Татьяна Баскакова

Я, другие Я и Другой:
Над партитурой сонаты Йонке


С ТУПИКАМИ говорить
о Собеседнике,
о его
экспатриированной
значимости:

этот
хлеб жевать
зубами Пишущего.

(Пауль Целан, 1968)

Герт Йонке (р. 1946) – австрийский писатель-экспериментатор, давно получивший признание у себя на родине и за рубежом, зрелый мастер, чью виртуозность в обращении со словом никто уже, кажется, не оспаривает.
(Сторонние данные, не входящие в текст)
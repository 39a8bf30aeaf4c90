use crate::yunet;
use anyhow::{Context, Result};
use image::{imageops::FilterType, DynamicImage, GenericImageView, Rgb, RgbImage};
use ndarray::{Array1, Array4};
use ort::{session::Session, value::Value};

/// YuNet is exported with a fixed square input.
pub const DETECTOR_INPUT_SIZE: u32 = 640;

/// SFace input side length.
pub const FACE_SIZE: u32 = 112;

// ArcFace reference eye positions for a 112x112 crop
const REF_LEFT_EYE: (f32, f32) = (38.2946, 51.6963);
const REF_RIGHT_EYE: (f32, f32) = (73.5318, 51.5014);

/// A face found by the detector, in source image pixels.
#[derive(Debug, Clone)]
pub struct Detection {
    pub bbox: [f32; 4], // x, y, w, h
    pub score: f32,
    pub landmarks: [f32; 10], // eyes, nose tip, mouth corners as x,y pairs; eyes in image order
}

impl Detection {
    pub fn left_eye(&self) -> (f32, f32) {
        (self.landmarks[0], self.landmarks[1])
    }

    pub fn right_eye(&self) -> (f32, f32) {
        (self.landmarks[2], self.landmarks[3])
    }
}

/// Euclidean distance under which two SFace embeddings are taken to be the
/// same person (the recognizer's published L2 threshold).
pub const DEFAULT_L2_THRESHOLD: f32 = 1.128;

/// L2-normalized face embedding.
#[derive(Debug, Clone, PartialEq)]
pub struct Embedding {
    pub vector: Array1<f32>,
}

impl Embedding {
    pub fn dim(&self) -> usize {
        self.vector.len()
    }

    /// Euclidean distance. Callers compare embeddings of equal dimension.
    pub fn distance(&self, other: &Embedding) -> f32 {
        self.vector
            .iter()
            .zip(other.vector.iter())
            .map(|(a, b)| (a - b) * (a - b))
            .sum::<f32>()
            .sqrt()
    }

    pub fn to_vec(&self) -> Vec<f32> {
        self.vector.to_vec()
    }
}

impl From<Vec<f32>> for Embedding {
    fn from(values: Vec<f32>) -> Self {
        Self {
            vector: Array1::from(values),
        }
    }
}

/// Placement of the source image on the square detector canvas.
#[derive(Debug, Clone, Copy)]
struct Letterbox {
    scale: f32,
    offset_x: f32,
    offset_y: f32,
}

impl Letterbox {
    /// Resize `img` to fit a `side`x`side` canvas, centered, aspect ratio kept.
    /// Returns `None` when the image would collapse to zero pixels.
    fn fit(img: &DynamicImage, side: u32) -> Option<(RgbImage, Letterbox)> {
        let (width, height) = img.dimensions();
        let longest = width.max(height);
        if longest == 0 {
            return None;
        }
        let scale = side as f32 / longest as f32;
        let new_width = (width as f32 * scale) as u32;
        let new_height = (height as f32 * scale) as u32;
        if new_width == 0 || new_height == 0 {
            return None;
        }

        let resized = img
            .resize_exact(new_width, new_height, FilterType::Triangle)
            .to_rgb8();
        let offset_x = (side - new_width) / 2;
        let offset_y = (side - new_height) / 2;
        let mut canvas = RgbImage::new(side, side);
        image::imageops::overlay(&mut canvas, &resized, offset_x as i64, offset_y as i64);

        Some((
            canvas,
            Letterbox {
                scale,
                offset_x: offset_x as f32,
                offset_y: offset_y as f32,
            },
        ))
    }

    /// Map a canvas-normalized point back to source pixels.
    fn restore(&self, x: f32, y: f32, side: f32) -> (f32, f32) {
        (
            (x * side - self.offset_x) / self.scale,
            (y * side - self.offset_y) / self.scale,
        )
    }

    fn restore_detection(&self, raw: yunet::RawDetection, side: f32) -> Detection {
        let (x, y) = self.restore(raw.bbox[0], raw.bbox[1], side);
        let w = raw.bbox[2] * side / self.scale;
        let h = raw.bbox[3] * side / self.scale;

        let mut landmarks = [0.0f32; 10];
        for (point, out) in raw
            .landmarks
            .chunks_exact(2)
            .zip(landmarks.chunks_exact_mut(2))
        {
            let (lx, ly) = self.restore(point[0], point[1], side);
            out[0] = lx;
            out[1] = ly;
        }

        Detection {
            bbox: [x, y, w, h],
            score: raw.score,
            landmarks,
        }
    }
}

/// Planar CHW tensor data in BGR channel order, values in [0, 255].
fn bgr_planes(rgb: &RgbImage) -> Vec<f32> {
    let pixel_count = (rgb.width() * rgb.height()) as usize;
    let mut data = vec![0.0f32; 3 * pixel_count];
    let (b_plane, rest) = data.split_at_mut(pixel_count);
    let (g_plane, r_plane) = rest.split_at_mut(pixel_count);

    for (i, px) in rgb.pixels().enumerate() {
        r_plane[i] = px[0] as f32;
        g_plane[i] = px[1] as f32;
        b_plane[i] = px[2] as f32;
    }
    data
}

/// Detect every face in `img`, ordered by descending score.
pub fn detect_faces(
    session: &mut Session,
    img: &DynamicImage,
    score_threshold: f32,
    nms_threshold: f32,
) -> Result<Vec<Detection>> {
    let Some((canvas, letterbox)) = Letterbox::fit(img, DETECTOR_INPUT_SIZE) else {
        log::debug!("image too small for detection: {:?}", img.dimensions());
        return Ok(Vec::new());
    };

    let side = DETECTOR_INPUT_SIZE as usize;
    let input = Array4::from_shape_vec((1, 3, side, side), bgr_planes(&canvas))?;
    let input_tensor = Value::from_array(input)?;
    let outputs = session.run(ort::inputs![input_tensor])?;

    let mut tensors: Vec<(Vec<i64>, Vec<f32>)> = Vec::new();
    for (_name, output) in outputs.iter() {
        let (shape, data) = output.try_extract_tensor::<f32>()?;
        tensors.push((shape.iter().copied().collect(), data.to_vec()));
    }

    let levels = yunet::parse_outputs(&tensors, side).context("parsing detector output")?;
    let detections: Vec<Detection> = yunet::decode(&levels, side, score_threshold)
        .into_iter()
        .map(|raw| letterbox.restore_detection(raw, side as f32))
        .collect();

    Ok(nms(&detections, nms_threshold))
}

/// Non-maximum suppression. The result is sorted by descending score.
pub fn nms(detections: &[Detection], iou_threshold: f32) -> Vec<Detection> {
    let mut sorted = detections.to_vec();
    sorted.sort_by(|a, b| b.score.total_cmp(&a.score));

    let mut keep: Vec<Detection> = Vec::with_capacity(sorted.len());
    for candidate in sorted {
        if keep
            .iter()
            .all(|kept| compute_iou(&kept.bbox, &candidate.bbox) <= iou_threshold)
        {
            keep.push(candidate);
        }
    }
    keep
}

fn compute_iou(a: &[f32; 4], b: &[f32; 4]) -> f32 {
    let x1 = a[0].max(b[0]);
    let y1 = a[1].max(b[1]);
    let x2 = (a[0] + a[2]).min(b[0] + b[2]);
    let y2 = (a[1] + a[3]).min(b[1] + b[3]);

    if x2 <= x1 || y2 <= y1 {
        return 0.0;
    }

    let inter = (x2 - x1) * (y2 - y1);
    let union = a[2] * a[3] + b[2] * b[3] - inter;
    if union <= 0.0 {
        return 0.0;
    }
    inter / union
}

/// Rotation + uniform scale + translation taking source pixels to crop pixels:
///
/// ```text
/// x' =  a*x + b*y + tx
/// y' = -b*x + a*y + ty
/// ```
#[derive(Debug, Clone, Copy)]
struct Similarity {
    a: f32,
    b: f32,
    tx: f32,
    ty: f32,
}

impl Similarity {
    /// Level the eyes and place their midpoint where SFace expects it.
    fn from_eyes(left: (f32, f32), right: (f32, f32), size: u32) -> Option<Self> {
        let dx = right.0 - left.0;
        let dy = right.1 - left.1;
        let eye_dist = (dx * dx + dy * dy).sqrt();
        if !eye_dist.is_finite() || eye_dist < f32::EPSILON {
            return None;
        }

        let unit = size as f32 / FACE_SIZE as f32;
        let ref_dx = REF_RIGHT_EYE.0 - REF_LEFT_EYE.0;
        let ref_dy = REF_RIGHT_EYE.1 - REF_LEFT_EYE.1;
        let scale = unit * (ref_dx * ref_dx + ref_dy * ref_dy).sqrt() / eye_dist;

        let angle = dy.atan2(dx);
        let a = scale * angle.cos();
        let b = scale * angle.sin();

        let center = ((left.0 + right.0) / 2.0, (left.1 + right.1) / 2.0);
        let target = (
            (REF_LEFT_EYE.0 + REF_RIGHT_EYE.0) / 2.0 * unit,
            (REF_LEFT_EYE.1 + REF_RIGHT_EYE.1) / 2.0 * unit,
        );

        Some(Self {
            a,
            b,
            tx: target.0 - (a * center.0 + b * center.1),
            ty: target.1 - (-b * center.0 + a * center.1),
        })
    }

    #[cfg(test)]
    fn apply(&self, x: f32, y: f32) -> (f32, f32) {
        (
            self.a * x + self.b * y + self.tx,
            -self.b * x + self.a * y + self.ty,
        )
    }

    fn invert(&self, x: f32, y: f32) -> (f32, f32) {
        let det = self.a * self.a + self.b * self.b;
        let u = x - self.tx;
        let v = y - self.ty;
        ((self.a * u - self.b * v) / det, (self.b * u + self.a * v) / det)
    }
}

fn sample_bilinear(src: &RgbImage, x: f32, y: f32) -> Option<Rgb<u8>> {
    let (w, h) = src.dimensions();
    if x < 0.0 || y < 0.0 || x >= w as f32 || y >= h as f32 {
        return None;
    }

    let x0 = x.floor() as u32;
    let y0 = y.floor() as u32;
    let x1 = (x0 + 1).min(w - 1);
    let y1 = (y0 + 1).min(h - 1);
    let fx = x - x0 as f32;
    let fy = y - y0 as f32;

    let weights = [
        (src.get_pixel(x0, y0), (1.0 - fx) * (1.0 - fy)),
        (src.get_pixel(x1, y0), fx * (1.0 - fy)),
        (src.get_pixel(x0, y1), (1.0 - fx) * fy),
        (src.get_pixel(x1, y1), fx * fy),
    ];

    let mut out = [0u8; 3];
    for (c, value) in out.iter_mut().enumerate() {
        let v: f32 = weights.iter().map(|(p, w)| p[c] as f32 * w).sum();
        *value = v.round().clamp(0.0, 255.0) as u8;
    }
    Some(Rgb(out))
}

/// Crop `detection` out of `img` as an eye-aligned `size`x`size` face.
pub fn align_face(img: &DynamicImage, detection: &Detection, size: u32) -> Result<RgbImage> {
    let transform = Similarity::from_eyes(detection.left_eye(), detection.right_eye(), size)
        .context("degenerate eye landmarks")?;
    Ok(warp(&img.to_rgb8(), &transform, size))
}

fn warp(src: &RgbImage, transform: &Similarity, size: u32) -> RgbImage {
    let mut output = RgbImage::new(size, size);
    for (out_x, out_y, px) in output.enumerate_pixels_mut() {
        let (in_x, in_y) = transform.invert(out_x as f32, out_y as f32);
        if let Some(sampled) = sample_bilinear(src, in_x, in_y) {
            *px = sampled;
        }
    }
    output
}

/// Run SFace over an aligned crop and L2-normalize the result.
pub fn encode_face(session: &mut Session, face: &RgbImage) -> Result<Embedding> {
    let resized;
    let face = if face.dimensions() == (FACE_SIZE, FACE_SIZE) {
        face
    } else {
        resized = image::imageops::resize(face, FACE_SIZE, FACE_SIZE, FilterType::Triangle);
        &resized
    };

    let side = FACE_SIZE as usize;
    let input = Array4::from_shape_vec((1, 3, side, side), bgr_planes(face))?;
    let input_tensor = Value::from_array(input)?;
    let outputs = session.run(ort::inputs![input_tensor])?;
    let (shape, data) = outputs[0].try_extract_tensor::<f32>()?;

    // [1, 128] for SFace
    let dim = match shape.len() {
        2 => shape[1] as usize,
        _ => data.len(),
    };
    if dim == 0 || dim > data.len() {
        anyhow::bail!("unexpected recognizer output shape {:?}", shape);
    }

    let mut values = data[..dim].to_vec();
    let norm = values.iter().map(|x| x * x).sum::<f32>().sqrt();
    if norm > 0.0 {
        values.iter_mut().for_each(|x| *x /= norm);
    }
    Ok(Embedding::from(values))
}

#[cfg(test)]
mod tests {
    use super::*;

    fn det(bbox: [f32; 4], score: f32) -> Detection {
        Detection {
            bbox,
            score,
            landmarks: [0.0; 10],
        }
    }

    #[test]
    fn test_iou() {
        let a = [10.0, 10.0, 20.0, 20.0];
        let b = [15.0, 15.0, 20.0, 20.0];
        let iou = compute_iou(&a, &b);
        assert!(iou > 0.0 && iou < 1.0);

        let c = [100.0, 100.0, 10.0, 10.0];
        assert_eq!(compute_iou(&a, &c), 0.0);
        assert!((compute_iou(&a, &a) - 1.0).abs() < 1e-6);
    }

    #[test]
    fn test_nms_keeps_best_and_orders_by_score() {
        let detections = vec![
            det([12.0, 12.0, 20.0, 20.0], 0.8),
            det([100.0, 100.0, 20.0, 20.0], 0.85),
            det([10.0, 10.0, 20.0, 20.0], 0.9),
        ];

        let kept = nms(&detections, 0.3);
        assert_eq!(kept.len(), 2);
        assert_eq!(kept[0].score, 0.9);
        assert_eq!(kept[1].score, 0.85);
    }

    #[test]
    fn test_embedding_distance() {
        let a = Embedding::from(vec![0.0, 0.0, 0.0]);
        let b = Embedding::from(vec![3.0, 4.0, 0.0]);
        assert_eq!(a.distance(&a), 0.0);
        assert!((a.distance(&b) - 5.0).abs() < 1e-6);
        assert_eq!(a.distance(&b), b.distance(&a));
        assert_eq!(b.dim(), 3);
    }

    #[test]
    fn test_similarity_maps_eyes_to_reference() {
        let left = (140.0, 210.0);
        let right = (220.0, 190.0);
        let t = Similarity::from_eyes(left, right, FACE_SIZE).unwrap();

        let (lx, ly) = t.apply(left.0, left.1);
        let (rx, ry) = t.apply(right.0, right.1);
        // eyes end up level, centered on the reference midpoint
        assert!((ly - ry).abs() < 1e-3);
        assert!(((lx + rx) / 2.0 - (REF_LEFT_EYE.0 + REF_RIGHT_EYE.0) / 2.0).abs() < 1e-3);

        let (x, y) = t.invert(lx, ly);
        assert!((x - left.0).abs() < 1e-3 && (y - left.1).abs() < 1e-3);
    }

    #[test]
    fn test_similarity_rejects_coincident_eyes() {
        assert!(Similarity::from_eyes((5.0, 5.0), (5.0, 5.0), FACE_SIZE).is_none());
    }

    #[test]
    fn test_letterbox_restores_coordinates() {
        let img = DynamicImage::new_rgb8(320, 160);
        let (canvas, lb) = Letterbox::fit(&img, DETECTOR_INPUT_SIZE).unwrap();
        assert_eq!(canvas.dimensions(), (640, 640));

        // image spans canvas rows 160..480, so the canvas center is the image center
        let (x, y) = lb.restore(0.5, 0.5, 640.0);
        assert!((x - 160.0).abs() < 1e-3);
        assert!((y - 80.0).abs() < 1e-3);
    }

    #[test]
    fn test_letterbox_rejects_degenerate_image() {
        let img = DynamicImage::new_rgb8(2000, 1);
        assert!(Letterbox::fit(&img, DETECTOR_INPUT_SIZE).is_none());
    }

    #[test]
    fn test_bgr_planes_order() {
        let mut img = RgbImage::new(2, 1);
        img.put_pixel(0, 0, Rgb([1, 2, 3]));
        img.put_pixel(1, 0, Rgb([4, 5, 6]));
        assert_eq!(bgr_planes(&img), vec![3.0, 6.0, 2.0, 5.0, 1.0, 4.0]);
    }
}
Тем не менее, «Говорящий по часовой стрелке», последний из опубликованных Йонке прозаических текстов, изумил и взволновал критиков сильнее, чем другие его недавние книги – такие, как сборник короткой прозы «Инсектариум» (2001) или роман «Далекий звук» (2002). «И опять возникает ощущение, – пишет рецензент «Говорящего» Шушанна Гасе – будто этой истории давно ждали, будто до сих пор ее определенно не хватало» ; «Каждая новая книга Герта Йонке воспринимается как возрождение поэтической речи, но на сей раз это утверждение особенно справедливо», – вторит ей анонимный автор врезки на суперобложке. Дело в том, что сквозная тема «Речевой сонаты» и, так сказать, материя, из которой она строится, – говорение, молчание, письмо; читая этот текст, мы становимся свидетелями самого процесса рождения слова: слова вообще, в том числе и слова письменного – поэтического. Вторая, глубинная тема (задающая мотивацию говорения и писания) – «расщепленность и мучительное желание (Sehnsucht) восстановить свое личностное единство [...] эта постоянно возникающая в творчестве Йонке тематика самоопределения личности и „транспортабельности“ ее содержания» (рецензия Беатрис Симонсен ). Но развертывание двух упомянутых тем осуществляется в настолько гротескно-обобщенных, настолько не привязанных к конкретным обстоятельствам (места и времени) образах, что, по единодушному мнению критиков, «этот текст ускользает от какой бы то ни было доказательной интерпретации» (Клеменс Бергер ). Сам Бергер понимает «сонату» как монолог Говорящего – монолог, который в субъективном видении этого странного героя будто бы представляет собой «воображаемый диалог с читателем или читательницей». Автор текста на суперобложке пишет: «Здесь говорят друг с другом – или друг против друга – рот и его владелец, а поскольку время от времени откуда-то извне вмешивается еще и слушатель (или читатель), мы имеем дело, возможно, с тремя персонажами – или, в конечном счете, все-таки с одним, говорящим непрерывно, „по часовой стрелке“».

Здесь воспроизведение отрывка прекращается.